Below are records; give the number of their lines that hold the word "Result", and write nothing more.

..........

use core::f64::consts::{FRAC_PI_2, PI, TAU};

use fastrand::Rng;
use tracing::info;
use ultraviolet::{DRotor2, DVec2};

use crate::{
    config::{BodyConfig, ScenarioConfig, SwarmConfig},
    error::{GravsimError, Result},
    physics::{Body, Position},
    simulation::{Params, Simulation},
    space,
};

/// A runnable scenario: the per-frame parameters and the live bodies.
#[derive(Debug)]
pub struct Scenario {
    pub params: Params,
    pub simulation: Simulation,
}

impl Scenario {
    pub fn build(cfg: &ScenarioConfig) -> Result<Self> {
        let params = cfg.params.to_params()?;

        let mut bodies = cfg
            .bodies
            .iter()
            .map(build_body)
            .collect::<Result<Vec<_>>>()?;

        if let Some(swarm) = &cfg.swarm {
            let center = space::heaviest(&bodies).ok_or_else(|| {
                GravsimError::InvalidParameter("a swarm needs at least one body".to_string())
            })?;

            let mut rng = Rng::with_seed(swarm.seed);
            let orbiting = orbiting_system(center, swarm, params.gravity(), &mut rng)?;
            bodies.extend(orbiting);
        }

        info!(
            bodies = bodies.len(),
            timestep = params.timestep(),
            gravity = params.gravity(),
            substeps = params.substeps(),
            "scenario built"
        );

        Ok(Self {
            params,
            simulation: Simulation::new(bodies)?,
        })
    }
}

fn build_body(cfg: &BodyConfig) -> Result<Body> {
    let [x, y] = cfg.position;
    let [vx, vy] = cfg.velocity;

    let mut body = Body::new(DVec2::new(x, y), cfg.mass, cfg.radius, DVec2::new(vx, vy))?;

    if let Some(every) = cfg.trail_every {
        body = body.with_trail_every(every)?;
    }

    if let Some(max_trail) = cfg.max_trail {
        body = body.with_max_trail(max_trail);
    }

    Ok(body)
}

fn remap(x: f64, lo: f64, hi: f64) -> f64 {
    lo + x * (hi - lo)
}

/// Smallest squared orbit distance as a fraction of the swarm radius.
const MIN_ORBIT_FRACTION: f64 = 1e-6;

/// Orbit distance for a uniform draw `u` in `[0, 1)`. Uniform in area between
/// twice the center radius and `swarm_radius`, and never zero.
fn orbit_distance(u: f64, center_radius: f64, swarm_radius: f64) -> f64 {
    let inner = (center_radius * 2.0 / swarm_radius).max(MIN_ORBIT_FRACTION);
    remap(u, inner, 1.0).sqrt() * swarm_radius
}

/// Bodies on near-circular orbits around `center`, innermost first. Each orbit
/// speed accounts for the center plus every body placed inside it.
pub fn orbiting_system(
    center: &Body,
    swarm: &SwarmConfig,
    gravity: f64,
    rng: &mut Rng,
) -> Result<Vec<Body>> {
    let [min_mass, max_mass] = swarm.mass_range;

    if !(swarm.radius > 0.0) || !swarm.radius.is_finite() {
        return Err(GravsimError::InvalidParameter(format!(
            "swarm radius must be positive, got {}",
            swarm.radius
        )));
    }

    if !(swarm.density > 0.0) || !swarm.density.is_finite() {
        return Err(GravsimError::InvalidParameter(format!(
            "swarm density must be positive, got {}",
            swarm.density
        )));
    }

    if !(min_mass > 0.0 && min_mass <= max_mass) {
        return Err(GravsimError::InvalidParameter(format!(
            "swarm mass range [{min_mass}, {max_mass}] is empty or non-positive"
        )));
    }

    let mut distances = Vec::with_capacity(swarm.count);

    distances.resize_with(swarm.count, || {
        orbit_distance(rng.f64(), center.radius(), swarm.radius)
    });

    distances.sort_unstable_by(f64::total_cmp);

    let mut inner_mass = center.mass();
    let system_rotation = DRotor2::from_angle(if swarm.clockwise { 1.0 } else { -1.0 } * FRAC_PI_2);

    distances
        .into_iter()
        .map(|distance| {
            let mass = remap(rng.f64(), min_mass, max_mass);
            let radius = (mass / (PI * swarm.density)).sqrt();

            let angle = rng.f64() * TAU;
            let dir = DVec2::unit_x().rotated_by(DRotor2::from_angle(angle));
            let vel = dir.rotated_by(system_rotation) * (gravity * inner_mass / distance).sqrt();

            inner_mass += mass;

            Body::new(center.pos() + dir * distance, mass, radius, center.vel() + vel)
        })
        .collect()
}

..........

**WRITTEN ANSWER**
5